Il est musclé, il veut que tout le monde le sache et porte donc des T-Shirts très larges, parfois sans manche, pour révéler son torse épilé (mais il y a deux jours, comme on porte une barbe de deux jours). Il porte aussi des bermudas devenus plus courts pour révéler ses cuisses et ses muscles saillants. Ses vêtements, à l’image de son T-Shirt trop larges, ne sont pas sa manière privilégiée d’être au monde et il les néglige volontiers. Fini les vestes de créateur britannique, les accessoires parfois féminins et les chinos bien coupé laissant deviner des sous-vêtements aux marques bien visibles et connues qui façonnaient le profil du métrosexuel, désormais démodé... Il porte un sac, de sport évidemment, sur l’épaule, car il revient de la salle de fitness et veut que tout le monde en soit convaincu, et par là, c’est bien son corps qu’il veut placer au centre de l’attention. Le spornosexuel porte également des tatouages comme pour renforcer la courbure et le galbe de ses muscles (sur l’épaule, les bras ou le torse) et attirer les regards féminins. D’ailleurs, son regard à lui est souvent masqué derrière des lunettes massives, tendance Pitbull dans ses derniers clips. Enfin, le spornosexuel est aussi fréquemment accompagné d’une jeune femme, largement « bimbo », elle aussi bien gonflée.
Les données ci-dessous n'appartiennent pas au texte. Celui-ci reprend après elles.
//! Runtime failures of the symbolic execution engine
//!
//! Three outcomes propagate upward as failures: a concrete assertion
//! violation (carrying witness memory), an infeasible path (`Unreachable`,
//! not an error from the user's point of view), and a construct beyond the
//! engine (`Unsupported`). Call sites push stack frames onto bubbling
//! failures; nothing is swallowed except `Unreachable` during goto retry.

use crate::memory::Memory;
use std::fmt;
use symvl_core::ast::{SpecKind, Thunk};
use symvl_core::Span;
use thiserror::Error;

/// What went wrong
#[derive(Debug, Clone, Error)]
pub enum FailureSource {
    /// A checked specification clause evaluated to false
    #[error("{kind} violated")]
    AssertViolated {
        /// The violated clause, as evaluated
        clause: Thunk,
        kind: SpecKind,
        /// Where the clause was defined
        def_pos: Span,
    },

    /// The accumulated path constraints are unsatisfiable
    #[error("assumption violated")]
    Unreachable,

    /// Construct the engine cannot model
    #[error("unsupported construct: {0}")]
    Unsupported(String),
}

/// One frame of the guest call stack, innermost first
#[derive(Debug, Clone, PartialEq, Eq)]
pub struct StackFrame {
    /// Position of the call
    pub pos: Span,
    /// Name of the called procedure
    pub procedure: String,
}

/// A runtime failure with position, call trace, and (for concrete
/// violations) the memory snapshot holding witness values
#[derive(Debug, Clone)]
pub struct Failure {
    pub source: FailureSource,
    pub pos: Span,
    pub trace: Vec<StackFrame>,
    pub memory: Option<Box<Memory>>,
}

impl Failure {
    pub fn new(source: FailureSource, pos: Span) -> Self {
        Self {
            source,
            pos,
            trace: Vec::new(),
            memory: None,
        }
    }

    pub fn unreachable(pos: Span) -> Self {
        Self::new(FailureSource::Unreachable, pos)
    }

    pub fn unsupported(detail: impl Into<String>, pos: Span) -> Self {
        Self::new(FailureSource::Unsupported(detail.into()), pos)
    }

    pub fn is_unreachable(&self) -> bool {
        matches!(self.source, FailureSource::Unreachable)
    }

    pub fn is_unsupported(&self) -> bool {
        matches!(self.source, FailureSource::Unsupported(_))
    }

    /// Attach a call frame while bubbling through a call site
    pub fn push_frame(mut self, pos: Span, procedure: impl Into<String>) -> Self {
        self.trace.push(StackFrame {
            pos,
            procedure: procedure.into(),
        });
        self
    }
}

impl fmt::Display for Failure {
    fn fmt(&self, f: &mut fmt::Formatter<'_>) -> fmt::Result {
        write!(f, "{} at {}", self.source, self.pos)?;
        for frame in &self.trace {
            write!(f, "\n  in call to {} at {}", frame.procedure, frame.pos)?;
        }
        Ok(())
    }
}

pub type ExecResult<T> = Result<T, Failure>;
/// Negation normal form: negations pushed to the leaves, implications
/// rewritten, quantifiers flipped under negation
pub(crate) fn nnf(t: &Thunk, positive: bool) -> Thunk {
    let span = t.span;
    let bin = |op: BinOp, a: Thunk, b: Thunk| {
        Spanned::new(Expr::Binary(op, Box::new(a), Box::new(b)), span)
    };
    match &t.node {
        Expr::Unary(UnOp::Not, e) => nnf(e, !positive),
        Expr::Binary(BinOp::And, a, b) => {
            let op = if positive { BinOp::And } else { BinOp::Or };
            bin(op, nnf(a, positive), nnf(b, positive))
        }
        Expr::Binary(BinOp::Or, a, b) => {
            let op = if positive { BinOp::Or } else { BinOp::And };
            bin(op, nnf(a, positive), nnf(b, positive))
        }
        Expr::Binary(BinOp::Implies, a, b) => {
            if positive {
                bin(BinOp::Or, nnf(a, false), nnf(b, true))
            } else {
                bin(BinOp::And, nnf(a, true), nnf(b, false))
            }
        }
        Expr::Binary(BinOp::Explies, a, b) => {
            // a <== b is b ==> a
            if positive {
                bin(BinOp::Or, nnf(b, false), nnf(a, true))
            } else {
                bin(BinOp::And, nnf(b, true), nnf(a, false))
            }
        }
        Expr::Quantified(q, vars, body) => {
            let q = match (q, positive) {
                (QOp::Forall, true) | (QOp::Exists, false) => QOp::Forall,
                _ => QOp::Exists,
            };
            Spanned::new(
                Expr::Quantified(q, vars.clone(), Box::new(nnf(body, positive))),
                span,
            )
        }
        _ => {
            if positive {
                t.clone()
            } else {
                negate(t.clone())
            }
        }
    }
}

/// Does the thunk contain a quantifier anywhere?
pub(crate) fn contains_quantifier(t: &Thunk) -> bool {
    match &t.node {
        Expr::Quantified(_, _, _) => true,
        Expr::Literal(_) | Expr::Var(_) | Expr::Logical(_, _) => false,
        Expr::Old(e) | Expr::Unary(_, e) => contains_quantifier(e),
        Expr::Apply(_, args) => args.iter().any(contains_quantifier),
        Expr::MapSelect(m, args) => contains_quantifier(m) || args.iter().any(contains_quantifier),
        Expr::MapUpdate(m, args, v) => {
            contains_quantifier(m) || args.iter().any(contains_quantifier) || contains_quantifier(v)
        }
        Expr::Binary(_, l, r) => contains_quantifier(l) || contains_quantifier(r),
        Expr::If(c, a, b) => {
            contains_quantifier(c) || contains_quantifier(a) || contains_quantifier(b)
        }
        Expr::Lambda(_, body) => contains_quantifier(body),
    }
}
Mais, ce nouveau « type » va-t-il remplacer le métrosexuel ? L’appellation spornosexuel, construite sur la base d’une contraction de mots que tout le monde aura deviné, a en tout cas le même créateur que le métrosexuel. Mark Simpson, journaliste britannique à The Independent, qui présente ce nouvel homme, comme une sorte de version « mise à jour » du métrosexuel, mais « totalement vulgaire, et qui veut être désiré pour son corps uniquement (…) ». Il ajoute que « si le métrosexuel pouvait artificiellement paraître plus désirable, les spornosexuels sont comme ‘photoshopé’ dans la vraie vie ». Le corps devient ici l’alpha et l’oméga de l’être au monde. Célébré dans le film Don Jon, sur les écrans en 2013, le spornosexuel est aussi accro au porno, mais il ne l’affirme pas sur la scène publique, cela participe du fantasme féminin entourant cette nouvelle figure évanescente de notre post-modernité.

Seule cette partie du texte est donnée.